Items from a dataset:
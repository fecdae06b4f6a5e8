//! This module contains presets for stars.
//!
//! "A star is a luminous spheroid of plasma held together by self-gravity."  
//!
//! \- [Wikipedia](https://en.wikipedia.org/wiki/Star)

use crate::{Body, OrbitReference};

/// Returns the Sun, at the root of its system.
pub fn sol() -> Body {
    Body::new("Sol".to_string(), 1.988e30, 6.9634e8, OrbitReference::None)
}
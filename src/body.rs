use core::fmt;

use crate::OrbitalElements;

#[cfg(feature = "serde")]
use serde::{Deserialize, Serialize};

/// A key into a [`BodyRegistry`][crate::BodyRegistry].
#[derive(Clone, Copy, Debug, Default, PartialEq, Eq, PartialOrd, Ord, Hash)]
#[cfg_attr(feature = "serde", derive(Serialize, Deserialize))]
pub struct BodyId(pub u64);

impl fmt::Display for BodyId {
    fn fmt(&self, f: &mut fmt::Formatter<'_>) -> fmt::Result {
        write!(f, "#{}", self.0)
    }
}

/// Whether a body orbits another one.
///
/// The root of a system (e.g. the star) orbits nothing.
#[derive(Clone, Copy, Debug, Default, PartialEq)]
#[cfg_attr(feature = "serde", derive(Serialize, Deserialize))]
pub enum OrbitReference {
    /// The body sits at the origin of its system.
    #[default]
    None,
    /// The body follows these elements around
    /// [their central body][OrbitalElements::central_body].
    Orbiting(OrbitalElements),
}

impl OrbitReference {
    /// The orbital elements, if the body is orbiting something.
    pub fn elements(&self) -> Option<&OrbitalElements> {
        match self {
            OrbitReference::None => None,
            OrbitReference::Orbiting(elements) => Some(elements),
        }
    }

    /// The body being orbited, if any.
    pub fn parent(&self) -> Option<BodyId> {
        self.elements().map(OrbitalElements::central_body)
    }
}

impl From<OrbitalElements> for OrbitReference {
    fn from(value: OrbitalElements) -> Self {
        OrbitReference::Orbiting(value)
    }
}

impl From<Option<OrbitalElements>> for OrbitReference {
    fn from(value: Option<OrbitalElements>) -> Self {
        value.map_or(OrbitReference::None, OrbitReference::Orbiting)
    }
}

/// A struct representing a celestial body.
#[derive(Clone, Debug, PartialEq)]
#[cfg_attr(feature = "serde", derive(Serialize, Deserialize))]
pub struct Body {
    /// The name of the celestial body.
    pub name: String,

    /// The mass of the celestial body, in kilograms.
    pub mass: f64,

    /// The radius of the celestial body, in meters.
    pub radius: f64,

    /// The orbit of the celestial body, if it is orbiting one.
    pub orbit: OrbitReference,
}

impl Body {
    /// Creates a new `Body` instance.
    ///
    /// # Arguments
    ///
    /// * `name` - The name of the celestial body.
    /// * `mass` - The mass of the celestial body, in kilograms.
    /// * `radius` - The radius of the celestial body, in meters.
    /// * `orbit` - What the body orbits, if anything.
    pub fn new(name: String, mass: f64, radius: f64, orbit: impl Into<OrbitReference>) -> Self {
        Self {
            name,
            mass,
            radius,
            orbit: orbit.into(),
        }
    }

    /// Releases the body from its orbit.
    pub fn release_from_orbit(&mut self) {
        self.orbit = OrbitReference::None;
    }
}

_Exercise details_: Quote, with nothing altered, all lines from the start of the entries to the line that carries "impl fmt::Display for", inclusive.

_Answer_:
repository fecdae06b4f6a5e8
//! This module contains presets for stars.
//!
//! "A star is a luminous spheroid of plasma held together by self-gravity."  
//!
//! \- [Wikipedia](https://en.wikipedia.org/wiki/Star)

use crate::{Body, OrbitReference};

/// Returns the Sun, at the root of its system.
pub fn sol() -> Body {
    Body::new("Sol".to_string(), 1.988e30, 6.9634e8, OrbitReference::None)
}
filename src/body.rs
use core::fmt;

use crate::OrbitalElements;

#[cfg(feature = "serde")]
use serde::{Deserialize, Serialize};

/// A key into a [`BodyRegistry`][crate::BodyRegistry].
#[derive(Clone, Copy, Debug, Default, PartialEq, Eq, PartialOrd, Ord, Hash)]
#[cfg_attr(feature = "serde", derive(Serialize, Deserialize))]
pub struct BodyId(pub u64);

impl fmt::Display for BodyId {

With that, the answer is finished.